> [Assignment]
Copy each line of the data below with the word "weeks".

◆ ◆ ◆ ◆

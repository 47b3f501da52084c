//! Reporting-interval resolver
//!
//! Turns an [`IntervalMode`] and the current moment into concrete bounds in
//! the viewer's time zone. Calendar units (weeks, months, years) use
//! chrono's calendar-aware arithmetic so variable month lengths and DST
//! transitions resolve correctly; fixed offsets are only used for the
//! end-of-day padding.
//!
//! Conventions: weeks start on Monday and span 7 calendar days minus one
//! nanosecond; months and years end on the exclusive calendar boundary.

use chrono::{DateTime, Datelike, Days, Months, NaiveDate, TimeDelta, TimeZone};

use crate::models::interval::{Interval, IntervalMode};

/// Resolve `mode` against `now` into concrete bounds.
///
/// Never fails: missing or invalid `custom` bounds fall back to a default
/// window of one week either side of `now`, and unrepresentable calendar
/// edges degrade to an empty interval at `now`.
pub fn resolve<Tz: TimeZone>(
    mode: IntervalMode,
    now: &DateTime<Tz>,
    custom: Option<&Interval<Tz>>,
) -> Interval<Tz> {
    if let IntervalMode::Custom = mode {
        return match custom {
            Some(bounds) if bounds.is_valid() => bounds.clone(),
            _ => {
                tracing::debug!("custom bounds missing or invalid, using default window");
                default_custom_window(now)
            }
        };
    }

    computed_bounds(mode, now).unwrap_or_else(|| {
        tracing::warn!(mode = %mode, "calendar arithmetic out of range, using empty interval");
        Interval::new(now.clone(), now.clone())
    })
}

/// Default window for absent custom bounds: one week either side of `now`
pub fn default_custom_window<Tz: TimeZone>(now: &DateTime<Tz>) -> Interval<Tz> {
    let start = now
        .clone()
        .checked_sub_days(Days::new(7))
        .unwrap_or_else(|| now.clone());
    let end = now
        .clone()
        .checked_add_days(Days::new(7))
        .unwrap_or_else(|| now.clone());
    Interval::new(start, end)
}

fn computed_bounds<Tz: TimeZone>(mode: IntervalMode, now: &DateTime<Tz>) -> Option<Interval<Tz>> {
    let tz = now.timezone();
    match mode {
        IntervalMode::Day => {
            let start = local_midnight(&tz, now.date_naive())?;
            let end = start.clone() + end_of_day();
            Some(Interval::new(start, end))
        }
        IntervalMode::Week => {
            let monday = now
                .date_naive()
                .checked_sub_days(Days::new(now.weekday().num_days_from_monday() as u64))?;
            let start = local_midnight(&tz, monday)?;
            let end = start.clone().checked_add_days(Days::new(7))? - TimeDelta::nanoseconds(1);
            Some(Interval::new(start, end))
        }
        IntervalMode::Month => {
            let first = now.date_naive().with_day(1)?;
            let start = local_midnight(&tz, first)?;
            let end = start.clone().checked_add_months(Months::new(1))?;
            Some(Interval::new(start, end))
        }
        IntervalMode::Year => {
            let jan1 = NaiveDate::from_ymd_opt(now.year(), 1, 1)?;
            let start = local_midnight(&tz, jan1)?;
            let end = start.clone().checked_add_months(Months::new(12))?;
            Some(Interval::new(start, end))
        }
        IntervalMode::LastMonths(n) => {
            let start = now.clone().checked_sub_months(Months::new(n))?;
            Some(Interval::new(start, now.clone()))
        }
        IntervalMode::Custom => unreachable!("handled by resolve"),
    }
}

/// Midnight of `date` in `tz`. Some zones skip midnight on DST days; roll
/// forward to the first representable hour when that happens.
fn local_midnight<Tz: TimeZone>(tz: &Tz, date: NaiveDate) -> Option<DateTime<Tz>> {
    (0..4).find_map(|hour| {
        date.and_hms_opt(hour, 0, 0)
            .and_then(|naive| tz.from_local_datetime(&naive).earliest())
    })
}

/// Inclusive end-of-day padding: 23h 59m 59.999999999s
fn end_of_day() -> TimeDelta {
    TimeDelta::days(1) - TimeDelta::nanoseconds(1)
}

#[cfg(test)]
mod tests {
    use super::*;
    use chrono::Utc;

    fn at(y: i32, mo: u32, d: u32, h: u32, mi: u32, s: u32) -> DateTime<Utc> {
        Utc.with_ymd_and_hms(y, mo, d, h, mi, s).unwrap()
    }

    #[test]
    fn test_day_bounds() {
        let now = at(2026, 3, 14, 15, 30, 45);
        let interval = resolve(IntervalMode::Day, &now, None);
        assert_eq!(interval.start, at(2026, 3, 14, 0, 0, 0));
        assert_eq!(
            interval.end,
            at(2026, 3, 15, 0, 0, 0) - TimeDelta::nanoseconds(1)
        );
    }

    #[test]
    fn test_week_starts_monday() {
        // 2026-03-14 is a Saturday
        let now = at(2026, 3, 14, 15, 30, 45);
        let interval = resolve(IntervalMode::Week, &now, None);
        assert_eq!(interval.start, at(2026, 3, 9, 0, 0, 0));
        assert_eq!(
            interval.end,
            at(2026, 3, 16, 0, 0, 0) - TimeDelta::nanoseconds(1)
        );
    }

    #[test]
    fn test_week_on_monday_keeps_current_week() {
        let now = at(2026, 3, 9, 0, 0, 0);
        let interval = resolve(IntervalMode::Week, &now, None);
        assert_eq!(interval.start, now);
    }

    #[test]
    fn test_month_bounds_leap_february() {
        let now = at(2024, 2, 15, 10, 0, 0);
        let interval = resolve(IntervalMode::Month, &now, None);
        assert_eq!(interval.start, at(2024, 2, 1, 0, 0, 0));
        assert_eq!(interval.end, at(2024, 3, 1, 0, 0, 0));
        assert_eq!(interval.duration().num_days(), 29);
    }

    #[test]
    fn test_year_bounds() {
        let now = at(2026, 7, 4, 12, 0, 0);
        let interval = resolve(IntervalMode::Year, &now, None);
        assert_eq!(interval.start, at(2026, 1, 1, 0, 0, 0));
        assert_eq!(interval.end, at(2027, 1, 1, 0, 0, 0));
    }

    #[test]
    fn test_last_months_preserves_time_of_day() {
        let now = at(2026, 3, 31, 12, 34, 56);
        let interval = resolve(IntervalMode::LastMonths(3), &now, None);
        assert_eq!(interval.start, at(2025, 12, 31, 12, 34, 56));
        assert_eq!(interval.end, now);
    }

    #[test]
    fn test_last_months_clamps_short_target_month() {
        // May 31 minus 3 calendar months has no Feb 31; chrono clamps
        let now = at(2026, 5, 31, 8, 0, 0);
        let interval = resolve(IntervalMode::LastMonths(3), &now, None);
        assert_eq!(interval.start, at(2026, 2, 28, 8, 0, 0));
    }

    #[test]
    fn test_custom_bounds_verbatim() {
        let now = at(2026, 3, 14, 12, 0, 0);
        let bounds = Interval::new(at(2026, 1, 5, 6, 7, 8), at(2026, 2, 3, 4, 5, 6));
        let interval = resolve(IntervalMode::Custom, &now, Some(&bounds));
        assert_eq!(interval, bounds);
    }

    #[test]
    fn test_custom_missing_falls_back_to_default_window() {
        let now = at(2026, 3, 14, 12, 0, 0);
        let interval = resolve(IntervalMode::Custom, &now, None);
        assert_eq!(interval.start, at(2026, 3, 7, 12, 0, 0));
        assert_eq!(interval.end, at(2026, 3, 21, 12, 0, 0));
    }

    #[test]
    fn test_custom_inverted_falls_back_to_default_window() {
        let now = at(2026, 3, 14, 12, 0, 0);
        let inverted = Interval::new(at(2026, 2, 1, 0, 0, 0), at(2026, 1, 1, 0, 0, 0));
        let interval = resolve(IntervalMode::Custom, &now, Some(&inverted));
        assert_eq!(interval, default_custom_window(&now));
    }
}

◆ ◆ ◆ ◆

> [Written response]
//! the viewer's time zone. Calendar units (weeks, months, years) use
//! Conventions: weeks start on Monday and span 7 calendar days minus one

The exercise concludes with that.